What you should do -
Look through the entries below and say how many lines contain the string "base". Give the number only.
***** Information shown *****
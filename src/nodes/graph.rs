//! Node graph data structures and operations

use super::node::{Node, NodeId};
use super::port::PortId;
use crate::error::{Error, Result};
use log::debug;
use std::collections::HashMap;

/// Represents a connection between two ports on different nodes
#[derive(Debug, Clone, PartialEq, Eq)]
pub struct Connection {
    pub from_node: NodeId,
    pub from_port: PortId,
    pub to_node: NodeId,
    pub to_port: PortId,
}

impl Connection {
    /// Creates a new connection
    pub fn new(from_node: NodeId, from_port: PortId, to_node: NodeId, to_port: PortId) -> Self {
        Self {
            from_node,
            from_port,
            to_node,
            to_port,
        }
    }
}

/// A graph containing nodes and their connections
#[derive(Debug, Clone, Default)]
pub struct NodeGraph {
    pub nodes: HashMap<NodeId, Node>,
    pub connections: Vec<Connection>,
    next_node_id: NodeId,
}

impl NodeGraph {
    /// Creates a new empty node graph
    pub fn new() -> Self {
        Self::default()
    }

    /// Adds a node to the graph and returns its ID
    pub fn add_node(&mut self, mut node: Node) -> NodeId {
        let id = self.next_node_id;
        node.id = id;
        self.nodes.insert(id, node);
        self.next_node_id += 1;
        id
    }

    /// Removes a node and all its connections
    pub fn remove_node(&mut self, node_id: NodeId) -> Option<Node> {
        self.connections
            .retain(|conn| conn.from_node != node_id && conn.to_node != node_id);
        self.nodes.remove(&node_id)
    }

    pub fn node(&self, node_id: NodeId) -> Option<&Node> {
        self.nodes.get(&node_id)
    }

    pub fn node_mut(&mut self, node_id: NodeId) -> Option<&mut Node> {
        self.nodes.get_mut(&node_id)
    }

    /// Adds a connection between two ports
    ///
    /// An input port accepts a single connection; connecting it again
    /// replaces the previous link.
    pub fn add_connection(&mut self, connection: Connection) -> Result<()> {
        if connection.from_node == connection.to_node {
            return Err(Error::InvalidConnection("cannot connect a node to itself"));
        }

        let from = self.nodes.get(&connection.from_node)
            .ok_or(Error::InvalidConnection("source node does not exist"))?;
        let to = self.nodes.get(&connection.to_node)
            .ok_or(Error::InvalidConnection("target node does not exist"))?;

        let output = from.outputs.get(connection.from_port)
            .ok_or(Error::InvalidConnection("source port does not exist"))?;
        let input = to.inputs.get(connection.to_port)
            .ok_or(Error::InvalidConnection("target port does not exist"))?;
        if !output.data_type.can_connect_to(&input.data_type) {
            debug!("Rejecting {} -> {} connection", output.data_type.name(), input.data_type.name());
            return Err(Error::InvalidConnection("port data types are incompatible"));
        }

        self.connections
            .retain(|conn| !(conn.to_node == connection.to_node && conn.to_port == connection.to_port));
        self.connections.push(connection);
        Ok(())
    }

    /// Helper method to add connection by node IDs and port indices
    pub fn add_connection_by_ids(&mut self, from_node: NodeId, from_port: PortId, to_node: NodeId, to_port: PortId) -> Result<()> {
        self.add_connection(Connection::new(from_node, from_port, to_node, to_port))
    }

    /// Connection feeding the given input port, if any
    pub fn incoming(&self, node_id: NodeId, port: PortId) -> Option<&Connection> {
        self.connections.iter().find(|c| c.to_node == node_id && c.to_port == port)
    }
}

#[cfg(test)]
mod tests {
    use super::*;
    use crate::nodes::DataType;

    fn string_node(type_id: &str) -> Node {
        let mut node = Node::new(0, type_id);
        node.add_input("text", DataType::String)
            .add_output("STRING", DataType::String);
        node
    }

    #[test]
    fn test_add_and_remove_node() {
        let mut graph = NodeGraph::new();
        let a = graph.add_node(string_node("A"));
        let b = graph.add_node(string_node("B"));
        assert_eq!((a, b), (0, 1));
        assert_eq!(graph.node(b).unwrap().id, b);

        graph.add_connection_by_ids(a, 0, b, 0).unwrap();
        assert!(graph.remove_node(a).is_some());
        assert!(graph.connections.is_empty());
        assert!(graph.node(a).is_none());
    }

    #[test]
    fn test_invalid_connections() {
        let mut graph = NodeGraph::new();
        let a = graph.add_node(string_node("A"));
        let b = graph.add_node(string_node("B"));

        assert!(graph.add_connection_by_ids(a, 0, a, 0).is_err());
        assert!(graph.add_connection_by_ids(a, 0, 99, 0).is_err());
        assert!(graph.add_connection_by_ids(a, 5, b, 0).is_err());

        let mut flag = Node::new(0, "Flag");
        flag.add_output("BOOLEAN", DataType::Boolean);
        let f = graph.add_node(flag);
        assert!(matches!(
            graph.add_connection_by_ids(f, 0, b, 0),
            Err(Error::InvalidConnection(_))
        ));
    }

    #[test]
    fn test_reconnect_replaces_input_link() {
        let mut graph = NodeGraph::new();
        let a = graph.add_node(string_node("A"));
        let b = graph.add_node(string_node("B"));
        let c = graph.add_node(string_node("C"));

        graph.add_connection_by_ids(a, 0, c, 0).unwrap();
        graph.add_connection_by_ids(b, 0, c, 0).unwrap();
        assert_eq!(graph.connections.len(), 1);
        assert_eq!(graph.incoming(c, 0).unwrap().from_node, b);
    }
}
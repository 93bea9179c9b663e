//! Connection handler configuration types.

use std::time::Duration;

use crate::types::ConnectionState;

/// Minimum re-evaluation delay for every state.
///
/// Each field is a delay in milliseconds. The table is total over
/// [`ConnectionState`], so a lookup can never miss.
#[derive(Debug, Clone, Copy, PartialEq, Eq)]
pub struct IntervalTable {
    pub init: u32,
    pub connecting: u32,
    pub connected: u32,
    pub disconnecting: u32,
    pub disconnected: u32,
    pub closed: u32,
    pub error: u32,
}

impl IntervalTable {
    /// Get the minimum delay before `state` is evaluated again.
    pub fn get(&self, state: ConnectionState) -> Duration {
        Duration::from_millis(u64::from(self.get_ms(state)))
    }

    /// Get the delay for `state` in milliseconds.
    pub fn get_ms(&self, state: ConnectionState) -> u32 {
        match state {
            ConnectionState::Init => self.init,
            ConnectionState::Connecting => self.connecting,
            ConnectionState::Connected => self.connected,
            ConnectionState::Disconnecting => self.disconnecting,
            ConnectionState::Disconnected => self.disconnected,
            ConnectionState::Closed => self.closed,
            ConnectionState::Error => self.error,
        }
    }

    /// Override the delay for one state.
    pub const fn with(mut self, state: ConnectionState, ms: u32) -> Self {
        match state {
            ConnectionState::Init => self.init = ms,
            ConnectionState::Connecting => self.connecting = ms,
            ConnectionState::Connected => self.connected = ms,
            ConnectionState::Disconnecting => self.disconnecting = ms,
            ConnectionState::Disconnected => self.disconnected = ms,
            ConnectionState::Closed => self.closed = ms,
            ConnectionState::Error => self.error = ms,
        }
        self
    }

    /// A table with the same delay for every state.
    pub const fn uniform(ms: u32) -> Self {
        Self {
            init: ms,
            connecting: ms,
            connected: ms,
            disconnecting: ms,
            disconnected: ms,
            closed: ms,
            error: ms,
        }
    }
}

impl Default for IntervalTable {
    fn default() -> Self {
        Self {
            init: 100,
            connecting: 500,
            connected: 10_000,
            disconnecting: 100,
            disconnected: 1_000,
            closed: 1_000,
            error: 1_000,
        }
    }
}

/// Where a failed transport initialization leads.
#[derive(Debug, Clone, Copy, PartialEq, Eq, Default)]
pub enum InitFailurePolicy {
    /// Go to Disconnected; keep-alive retries bring-up.
    #[default]
    Retry,
    /// Go to Error; only a new connect request restarts bring-up.
    Halt,
}

impl InitFailurePolicy {
    /// State entered after a failed initialization.
    pub fn next_state(&self) -> ConnectionState {
        match self {
            Self::Retry => ConnectionState::Disconnected,
            Self::Halt => ConnectionState::Error,
        }
    }
}

/// Backoff strategy for keep-alive retries.
#[derive(Debug, Clone)]
pub enum BackoffStrategy {
    /// Fixed delay between attempts.
    Fixed(Duration),
    /// Exponential backoff with configurable parameters.
    Exponential {
        /// Initial delay.
        base: Duration,
        /// Maximum delay.
        max: Duration,
        /// Multiplier for each attempt.
        multiplier: f64,
    },
    /// Linear backoff with configurable parameters.
    Linear {
        /// Initial delay.
        initial: Duration,
        /// Increment per attempt.
        increment: Duration,
        /// Maximum delay.
        max: Duration,
    },
}

impl BackoffStrategy {
    /// Calculate the delay for a given attempt number (0-indexed).
    pub fn delay_for_attempt(&self, attempt: u32) -> Duration {
        match self {
            BackoffStrategy::Fixed(d) => *d,
            BackoffStrategy::Exponential {
                base,
                max,
                multiplier,
            } => {
                let exponent = attempt.min(i32::MAX as u32) as i32;
                let delay_ms = base.as_millis() as f64 * multiplier.powi(exponent);
                Duration::from_millis(delay_ms.min(max.as_millis() as f64) as u64)
            }
            BackoffStrategy::Linear {
                initial,
                increment,
                max,
            } => {
                let delay = increment
                    .checked_mul(attempt)
                    .and_then(|step| initial.checked_add(step))
                    .unwrap_or(*max);
                delay.min(*max)
            }
        }
    }
}

impl Default for BackoffStrategy {
    fn default() -> Self {
        BackoffStrategy::Exponential {
            base: Duration::from_secs(1),
            max: Duration::from_secs(60),
            multiplier: 2.0,
        }
    }
}

/// Connection handler configuration.
#[derive(Debug, Clone)]
pub struct HandlerConfig {
    /// Per-state re-evaluation delays.
    pub intervals: IntervalTable,
    /// Routing of a failed initialization.
    pub init_failure: InitFailurePolicy,
    /// Stretch the Disconnected dwell while retries keep failing.
    pub backoff: Option<BackoffStrategy>,
    /// Keep-alive intent at construction.
    pub keep_alive: bool,
}

impl Default for HandlerConfig {
    fn default() -> Self {
        Self {
            intervals: IntervalTable::default(),
            init_failure: InitFailurePolicy::default(),
            backoff: None,
            keep_alive: true,
        }
    }
}

impl HandlerConfig {
    /// Create a configuration around an interval table.
    pub fn new(intervals: IntervalTable) -> Self {
        Self {
            intervals,
            ..Default::default()
        }
    }

    /// Set the interval table.
    pub fn with_intervals(mut self, intervals: IntervalTable) -> Self {
        self.intervals = intervals;
        self
    }

    /// Set the initialization failure policy.
    pub fn with_init_failure(mut self, policy: InitFailurePolicy) -> Self {
        self.init_failure = policy;
        self
    }

    /// Enable retry backoff.
    pub fn with_backoff(mut self, backoff: BackoffStrategy) -> Self {
        self.backoff = Some(backoff);
        self
    }

    /// Disable retry backoff.
    pub fn without_backoff(mut self) -> Self {
        self.backoff = None;
        self
    }

    /// Set the initial keep-alive intent.
    pub fn with_keep_alive(mut self, keep_alive: bool) -> Self {
        self.keep_alive = keep_alive;
        self
    }

    /// Effective delay for `state` given the number of consecutive failed
    /// bring-up attempts.
    pub fn interval_for(&self, state: ConnectionState, failed_attempts: u32) -> Duration {
        let base = self.intervals.get(state);
        match (&self.backoff, state) {
            (Some(backoff), ConnectionState::Disconnected) if failed_attempts > 0 => {
                base.max(backoff.delay_for_attempt(failed_attempts - 1))
            }
            _ => base,
        }
    }
}

#[cfg(test)]
mod tests {
    use super::*;

    #[test]
    fn test_interval_table_total() {
        let table = IntervalTable::default();
        for state in ConnectionState::ALL {
            assert!(table.get(state) > Duration::ZERO);
        }
        assert_eq!(table.get(ConnectionState::Connected), Duration::from_secs(10));
        assert_eq!(table.get_ms(ConnectionState::Connecting), 500);
    }

    #[test]
    fn test_interval_table_override() {
        let table = IntervalTable::uniform(5).with(ConnectionState::Connected, 50);
        assert_eq!(table.get_ms(ConnectionState::Init), 5);
        assert_eq!(table.get_ms(ConnectionState::Connected), 50);
    }

    #[test]
    fn test_backoff_fixed() {
        let strategy = BackoffStrategy::Fixed(Duration::from_millis(100));
        assert_eq!(strategy.delay_for_attempt(0), Duration::from_millis(100));
        assert_eq!(strategy.delay_for_attempt(5), Duration::from_millis(100));
    }

    #[test]
    fn test_backoff_exponential() {
        let strategy = BackoffStrategy::Exponential {
            base: Duration::from_millis(100),
            max: Duration::from_secs(10),
            multiplier: 2.0,
        };
        assert_eq!(strategy.delay_for_attempt(0), Duration::from_millis(100));
        assert_eq!(strategy.delay_for_attempt(1), Duration::from_millis(200));
        assert_eq!(strategy.delay_for_attempt(2), Duration::from_millis(400));
        assert_eq!(strategy.delay_for_attempt(10), Duration::from_secs(10));
    }

    #[test]
    fn test_backoff_linear() {
        let strategy = BackoffStrategy::Linear {
            initial: Duration::from_millis(100),
            increment: Duration::from_millis(50),
            max: Duration::from_secs(1),
        };
        assert_eq!(strategy.delay_for_attempt(0), Duration::from_millis(100));
        assert_eq!(strategy.delay_for_attempt(2), Duration::from_millis(200));
        assert_eq!(strategy.delay_for_attempt(100), Duration::from_secs(1));
    }

    #[test]
    fn test_init_failure_policy() {
        assert_eq!(
            InitFailurePolicy::Retry.next_state(),
            ConnectionState::Disconnected
        );
        assert_eq!(InitFailurePolicy::Halt.next_state(), ConnectionState::Error);
    }

    #[test]
    fn test_interval_for_applies_backoff_to_disconnected_only() {
        let config = HandlerConfig::default().with_backoff(BackoffStrategy::Fixed(
            Duration::from_secs(5),
        ));

        assert_eq!(
            config.interval_for(ConnectionState::Disconnected, 0),
            Duration::from_secs(1)
        );
        assert_eq!(
            config.interval_for(ConnectionState::Disconnected, 2),
            Duration::from_secs(5)
        );
        assert_eq!(
            config.interval_for(ConnectionState::Init, 2),
            Duration::from_millis(100)
        );
    }

    #[test]
    fn test_handler_config_builder() {
        let config = HandlerConfig::new(IntervalTable::uniform(10))
            .with_init_failure(InitFailurePolicy::Halt)
            .with_keep_alive(false);

        assert_eq!(config.intervals, IntervalTable::uniform(10));
        assert_eq!(config.init_failure, InitFailurePolicy::Halt);
        assert!(!config.keep_alive);
        assert!(config.backoff.is_none());
    }
}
*****
Solution for this task -
8